The alterations were made in the interest of protecting quality of life and staving off multiculturalism in the suburbs, which Trump hopes will help win suburban votes.
A document released by HUD Secretary Ben Carson dealing with the administration’s interpretation of the Disparate Impact Rule significantly raises the threshold of evidence needed for non-whites to sue for discrimination under the clause to explicit prohibitions on race or sex.
Under the Obama administration, HUD was weaponized further as a means for forcing “diversity” in white-majority suburbs. The result of this has been the exodus of blacks out of metropolitan areas to the suburbs, which has caused violent crime to migrate with them. Many suburbs are now more dangerous than cities.
Diane Yentel, the Jewish president and CEO of the National Low Income Housing Coalition, took to twitter to lash out at HUD’s rule change, declaring that it makes it “nearly impossible for POC to challenge discriminatory effects in hsg and beyond.”
Self-described “anxious Jew” and Philadelphia Inquirer editorial board member Abraham Gutman shrieked that “This is a huge fucking deal.”
Aside from a small group of Jewish activists, there doesn’t seem to be much general pushback against the new regulations. While many suburban whites like to virtue signal in favor of the latest left-wing racial and political fads, they are often on the front line of combating racial integration in their own children’s schools and neighborhoods, a trend colloquially known as NIMBYism (Not In My Backyard).

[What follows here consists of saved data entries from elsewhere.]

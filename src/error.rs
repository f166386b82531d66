use thiserror::Error;

use crate::apis::SourceError;

/// Errors surfaced to callers of the search engine.
#[derive(Debug, Error)]
pub enum SearchError {
    /// Every adapter invoked for the search failed. Distinct from a
    /// successful search that matched nothing.
    #[error("All search sources are currently unavailable ({attempted} attempted)")]
    AllSourcesUnavailable { attempted: usize },

    #[error("Unsupported export format: {0}")]
    UnsupportedFormat(String),

    #[error("Serialization error: {0}")]
    Serialization(#[from] serde_json::Error),
}

/// Per-paper enrichment failure; the paper is passed through unenriched.
#[derive(Debug, Error)]
pub enum EnrichmentError {
    #[error("citation lookup failed for {doi}: {source}")]
    Citations {
        doi: String,
        #[source]
        source: SourceError,
    },

    #[error("author lookup failed for {name}: {source}")]
    Author {
        name: String,
        #[source]
        source: SourceError,
    },
}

While surveys show most people are happy with the racial mix of their neighborhoods as they are, fringe elements backed by plutocratic money continue to use federal courts to dictate unpopular social engineering prescriptions from above.
The ACLU, which was founded by anarcho-communist Roger N. Baldwin, has specialized in this kind of tyrannical policy making. During the 1960s, Jewish litigation groups found that federal judges, often educated in elite cosmopolitan values, were significantly more likely to support Constitutionally dubious challenges and oppressive laws than democratically accountable legislators.
In the case of HUD’s new Disparate Impact Rule changes, the likelihood that it will survive an activist challenge in court is almost 0%.
In 2015’s Texas Department of Housing and Community Affairs v. Inclusive Communities Project, Inc., a 5-4 Supreme Court majority led by Ronald Reagan appointee Judge Anthony Kennedy found that plaintiffs in discrimination lawsuits had an absolute right to demonstrate disparate impact liability based on “unconscious prejudices” and “disguised animus” — specifically what Carson’s rule update undermines.
The partisan challenge now will be for lawyers to be able to get an expedited injunction against HUD before Trump can use it for his campaign.